Nem todas as leituras são claras no momento em que acontecem. Por vezes, as cartas mostram imagens que não encaixam com o que se está a viver. A mensagem parece contraditória. Ou até deixa mais dúvidas do que certezas. E isso pode causar frustração, desconfiança, ou vontade de consultar outra vez — na tentativa de “corrigir” o que não se entendeu.
Mas e se a confusão for parte do processo?
Nem tudo o que o oráculo revela está pronto para ser compreendido no instante em que aparece.
Há mensagens que precisam de tempo para assentar. Outras só fazem sentido dias ou semanas depois, quando algo acontece dentro ou fora, que encaixa com aquilo que foi dito.
O erro mais comum é tentar forçar o entendimento. Tentar “decifrar” como se fosse um enigma. Quando, na verdade, o mais sábio pode ser parar. Deixar repousar. Voltar a ler as anotações da consulta noutra altura, com outra energia, sem pressa.

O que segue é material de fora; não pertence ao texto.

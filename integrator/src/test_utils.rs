//! Shared test utilities for the integrator crate.

use crate::backup::Clock;
use crate::download::{DownloadError, KeyDownloader};
use crate::error::{IntegratorError, Result};
use crate::executor::CommandExecutor;
use crate::privilege::IdentitySource;
use std::cell::{Cell, RefCell};
use std::collections::VecDeque;
use std::fs::File;
use std::io::Write;
use std::process::{ExitStatus, Output};
use std::time::{Duration, SystemTime, UNIX_EPOCH};

/// Creates an `ExitStatus` from an exit code.
#[must_use]
pub fn exit_status(code: i32) -> ExitStatus {
    use std::os::unix::process::ExitStatusExt;

    ExitStatus::from_raw(code << 8)
}

/// Creates a successful command `Output` with empty stdout and stderr.
#[must_use]
pub fn success_output() -> Output {
    Output {
        status: exit_status(0),
        stdout: Vec::new(),
        stderr: Vec::new(),
    }
}

/// Creates a failed command `Output` with the given stderr message.
#[must_use]
pub fn failure_output(stderr: &str) -> Output {
    Output {
        status: exit_status(1),
        stdout: Vec::new(),
        stderr: stderr.as_bytes().to_vec(),
    }
}

/// Represents an expected command invocation for testing.
#[derive(Debug)]
pub struct ExpectedCall {
    /// The command to execute (e.g., "apt-get").
    pub cmd: &'static str,
    /// The arguments to pass to the command.
    pub args: Vec<&'static str>,
    /// The result to return when this command is invoked.
    pub result: Result<Output>,
}

/// A stub implementation of `CommandExecutor` for testing.
///
/// Returns predefined results for the expected invocations, in order. An
/// invocation that does not match the next expectation yields
/// [`IntegratorError::StubMismatch`].
#[derive(Debug)]
pub struct StubExecutor {
    expected: RefCell<VecDeque<ExpectedCall>>,
    received: RefCell<Vec<String>>,
}

impl StubExecutor {
    /// Creates a new `StubExecutor` with the given expected calls.
    #[must_use]
    pub fn new(expected: Vec<ExpectedCall>) -> Self {
        Self {
            expected: RefCell::new(expected.into()),
            received: RefCell::new(Vec::new()),
        }
    }

    /// Returns every invocation received so far as `cmd arg...` strings.
    #[must_use]
    pub fn received(&self) -> Vec<String> {
        self.received.borrow().clone()
    }

    /// Returns `true` when every expected invocation has been consumed.
    #[must_use]
    pub fn is_finished(&self) -> bool {
        self.expected.borrow().is_empty()
    }

    /// Asserts that all expected command invocations have been consumed.
    ///
    /// # Panics
    ///
    /// Panics if there are remaining expected calls that were not invoked.
    pub fn assert_finished(&self) {
        assert!(self.is_finished(), "expected no further command invocations");
    }
}

impl CommandExecutor for StubExecutor {
    fn run(&self, cmd: &str, args: &[&str]) -> Result<Output> {
        let invocation = std::iter::once(cmd)
            .chain(args.iter().copied())
            .collect::<Vec<_>>()
            .join(" ");
        self.received.borrow_mut().push(invocation.clone());

        let Some(call) = self.expected.borrow_mut().pop_front() else {
            return Err(IntegratorError::StubMismatch {
                message: format!("unexpected command invocation: {invocation}"),
            });
        };
        if call.cmd != cmd || call.args.as_slice() != args {
            return Err(IntegratorError::StubMismatch {
                message: format!(
                    "expected `{} {}`, received `{invocation}`",
                    call.cmd,
                    call.args.join(" ")
                ),
            });
        }
        call.result
    }
}

/// An `IdentitySource` reporting a fixed effective UID.
#[derive(Debug, Clone, Copy)]
pub struct FixedIdentity {
    euid: u32,
}

impl FixedIdentity {
    /// Reports `euid` as the effective UID.
    #[must_use]
    pub const fn new(euid: u32) -> Self {
        Self { euid }
    }

    /// Reports the superuser.
    #[must_use]
    pub const fn root() -> Self {
        Self::new(0)
    }
}

impl IdentitySource for FixedIdentity {
    fn effective_uid(&self) -> u32 {
        self.euid
    }
}

/// A `Clock` frozen at a fixed number of seconds after the Unix epoch.
#[derive(Debug, Clone, Copy)]
pub struct FixedClock {
    epoch_secs: u64,
}

impl FixedClock {
    /// Freezes the clock at `epoch_secs`.
    #[must_use]
    pub const fn at(epoch_secs: u64) -> Self {
        Self { epoch_secs }
    }
}

impl Clock for FixedClock {
    fn now(&self) -> SystemTime {
        UNIX_EPOCH + Duration::from_secs(self.epoch_secs)
    }
}

/// Behaviour of a [`StubDownloader`].
#[derive(Debug, Clone)]
pub enum StubResponse {
    /// Serve the given key material.
    Key(Vec<u8>),
    /// Answer with HTTP 404.
    NotFound,
    /// Fail as if the host could not be reached.
    Unreachable,
}

/// A `KeyDownloader` that serves a canned response without network access.
#[derive(Debug)]
pub struct StubDownloader {
    response: StubResponse,
    calls: Cell<usize>,
}

impl StubDownloader {
    /// Creates a downloader answering every request with `response`.
    #[must_use]
    pub const fn new(response: StubResponse) -> Self {
        Self {
            response,
            calls: Cell::new(0),
        }
    }

    /// Serves a short armoured key.
    #[must_use]
    pub fn serving_key() -> Self {
        Self::new(StubResponse::Key(
            b"-----BEGIN PGP PUBLIC KEY BLOCK-----\n\nstub\n-----END PGP PUBLIC KEY BLOCK-----\n"
                .to_vec(),
        ))
    }

    /// Returns how many downloads were requested.
    #[must_use]
    pub fn calls(&self) -> usize {
        self.calls.get()
    }
}

impl KeyDownloader for StubDownloader {
    fn download_key(&self, url: &str, dest: &mut File) -> std::result::Result<(), DownloadError> {
        self.calls.set(self.calls.get() + 1);
        match &self.response {
            StubResponse::Key(bytes) => {
                dest.write_all(bytes)?;
                Ok(())
            }
            StubResponse::NotFound => Err(DownloadError::NotFound {
                url: url.to_owned(),
            }),
            StubResponse::Unreachable => Err(DownloadError::HttpError {
                url: url.to_owned(),
                reason: "connection refused".to_owned(),
            }),
        }
    }
}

Outro ponto importante: às vezes, a confusão vem porque a leitura toca em zonas que a mente ainda não quer ver. Não por falta de clareza do oráculo, mas porque a verdade chega antes da disponibilidade para acolhê-la.

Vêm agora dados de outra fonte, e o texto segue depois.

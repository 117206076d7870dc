//! Integrator configuration.
//!
//! Every value has a compiled-in default describing the Kali Linux rolling
//! archive, so running without a configuration file integrates Kali. A TOML
//! file can override any subset of the values:
//!
//! ```toml
//! key_url = "https://archive.kali.org/archive-key.asc"
//! pin_priority = 50
//! download_timeout_secs = 60
//!
//! [repository]
//! url = "http://http.kali.org/kali"
//! distribution = "kali-rolling"
//! components = ["main", "non-free", "contrib"]
//!
//! [trust_store]
//! kind = "keyring"
//! path = "/etc/apt/trusted.gpg.d/kali-archive-keyring.asc"
//!
//! [paths]
//! source_list = "/etc/apt/sources.list.d/kali.list"
//! ```

use crate::descriptor::{RepositoryDescriptor, require_token};
use crate::error::{IntegratorError, Result};
use crate::pin::{DEFAULT_PIN_PRIORITY, validate_priority};
use camino::{Utf8Path, Utf8PathBuf};
use serde::Deserialize;
use std::time::Duration;

/// URL of the Kali Linux archive signing key.
pub const DEFAULT_KEY_URL: &str = "https://archive.kali.org/archive-key.asc";

/// Keyring file used by the `keyring` trust store.
pub const DEFAULT_KEYRING_PATH: &str = "/etc/apt/trusted.gpg.d/kali-archive-keyring.asc";

/// Where the signing key is registered.
#[derive(Clone, Debug, Default, Deserialize, Eq, PartialEq)]
#[serde(tag = "kind", rename_all = "kebab-case")]
pub enum TrustStore {
    /// Hand the key to `apt-key add`.
    #[default]
    AptKey,
    /// Install the key as a world-readable file in a trusted keyring directory.
    Keyring {
        /// Destination of the key file.
        #[serde(default = "default_keyring_path")]
        path: Utf8PathBuf,
    },
}

impl TrustStore {
    /// Returns the `keyring` trust store at its default location.
    #[must_use]
    pub fn default_keyring() -> Self {
        Self::Keyring {
            path: default_keyring_path(),
        }
    }
}

fn default_keyring_path() -> Utf8PathBuf {
    Utf8PathBuf::from(DEFAULT_KEYRING_PATH)
}

/// Filesystem locations read and written by the integrator.
#[derive(Clone, Debug, Deserialize, Eq, PartialEq)]
#[serde(default, deny_unknown_fields)]
pub struct TargetPaths {
    /// APT configuration root whose sources and preferences are backed up.
    pub apt_root: Utf8PathBuf,
    /// Source List File for the secondary repository.
    pub source_list: Utf8PathBuf,
    /// Pin Policy File for the secondary repository.
    pub pin_policy: Utf8PathBuf,
    /// Directory receiving the timestamped backups.
    pub backup_root: Utf8PathBuf,
    /// Temporary location of the downloaded signing key.
    pub temp_key: Utf8PathBuf,
}

impl Default for TargetPaths {
    fn default() -> Self {
        Self::rooted_at(Utf8Path::new("/"))
    }
}

impl TargetPaths {
    /// Returns the default layout relocated under `root`.
    ///
    /// # Examples
    ///
    /// ```
    /// use camino::Utf8Path;
    /// use repo_integrator::config::TargetPaths;
    ///
    /// let paths = TargetPaths::rooted_at(Utf8Path::new("/srv/chroot"));
    /// assert_eq!(paths.source_list, "/srv/chroot/etc/apt/sources.list.d/kali.list");
    /// assert_eq!(paths.backup_root, "/srv/chroot/var/backups/repo-integrator");
    /// ```
    #[must_use]
    pub fn rooted_at(root: &Utf8Path) -> Self {
        let apt_root = root.join("etc/apt");
        Self {
            source_list: apt_root.join("sources.list.d/kali.list"),
            pin_policy: apt_root.join("preferences.d/kali.pref"),
            apt_root,
            backup_root: root.join("var/backups/repo-integrator"),
            temp_key: root.join("tmp/repo-integrator-archive-key.asc"),
        }
    }
}

/// Complete configuration of one integration run.
#[derive(Clone, Debug, Deserialize, Eq, PartialEq)]
#[serde(default, deny_unknown_fields)]
pub struct IntegratorConfig {
    /// The secondary repository to register.
    pub repository: RepositoryDescriptor,
    /// HTTPS URL of the repository's signing key.
    pub key_url: String,
    /// Pin priority for every package of the secondary release.
    pub pin_priority: i32,
    /// Where the signing key is registered.
    pub trust_store: TrustStore,
    /// Upper bound on the key download, in seconds.
    pub download_timeout_secs: Option<u64>,
    /// Files and directories touched by the run.
    pub paths: TargetPaths,
}

impl Default for IntegratorConfig {
    fn default() -> Self {
        Self {
            repository: RepositoryDescriptor::default(),
            key_url: DEFAULT_KEY_URL.to_owned(),
            pin_priority: DEFAULT_PIN_PRIORITY,
            trust_store: TrustStore::default(),
            download_timeout_secs: None,
            paths: TargetPaths::default(),
        }
    }
}

impl IntegratorConfig {
    /// Reads and validates a TOML configuration file.
    ///
    /// Values absent from the file keep their defaults.
    ///
    /// # Errors
    ///
    /// Returns [`IntegratorError::ConfigLoad`] if the file cannot be read or
    /// parsed (including unknown keys), and [`IntegratorError::InvalidConfig`]
    /// if the parsed values fail [`IntegratorConfig::validate`].
    pub fn load(path: &Utf8Path) -> Result<Self> {
        let text = std::fs::read_to_string(path).map_err(|e| IntegratorError::ConfigLoad {
            path: path.to_owned(),
            reason: e.to_string(),
        })?;
        let config = Self::from_toml(&text).map_err(|reason| IntegratorError::ConfigLoad {
            path: path.to_owned(),
            reason,
        })?;
        config.validate()?;
        log::debug!("loaded configuration from {path}");
        Ok(config)
    }

    fn from_toml(text: &str) -> std::result::Result<Self, String> {
        toml::from_str(text).map_err(|e: toml::de::Error| e.to_string())
    }

    /// Checks that the configuration can produce well-formed files.
    ///
    /// # Errors
    ///
    /// Returns [`IntegratorError::InvalidConfig`] when the repository
    /// descriptor is malformed, the key URL is not HTTPS, or the pin priority
    /// would not demote the secondary release.
    ///
    /// # Examples
    ///
    /// ```
    /// use repo_integrator::config::IntegratorConfig;
    ///
    /// let mut config = IntegratorConfig::default();
    /// assert!(config.validate().is_ok());
    ///
    /// config.key_url = "http://archive.kali.org/archive-key.asc".to_owned();
    /// assert!(config.validate().is_err());
    /// ```
    pub fn validate(&self) -> Result<()> {
        self.repository.validate()?;
        require_token("key url", &self.key_url)?;
        if !self.key_url.starts_with("https://") {
            return Err(IntegratorError::InvalidConfig {
                reason: format!("key url {} must use https", self.key_url),
            });
        }
        validate_priority(self.pin_priority)?;
        if self.download_timeout_secs == Some(0) {
            return Err(IntegratorError::InvalidConfig {
                reason: "download_timeout_secs must be greater than zero".to_owned(),
            });
        }
        Ok(())
    }

    /// Returns the key download timeout, if one is configured.
    #[must_use]
    pub fn download_timeout(&self) -> Option<Duration> {
        self.download_timeout_secs.map(Duration::from_secs)
    }
}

Se a leitura pareceu confusa, experimente esta prática:
- releia apenas uma frase ou anotação da consulta. Escolha aquele que mais lhe causou estranheza. Em vez de tentar entender tudo, pergunte-se apenas: que parte de mim reage quando leio isto?
A resposta não vem sempre em palavras. Mas vem!
E quando chega, traz com ela uma compreensão que vai além da lógica e toca onde realmente importa.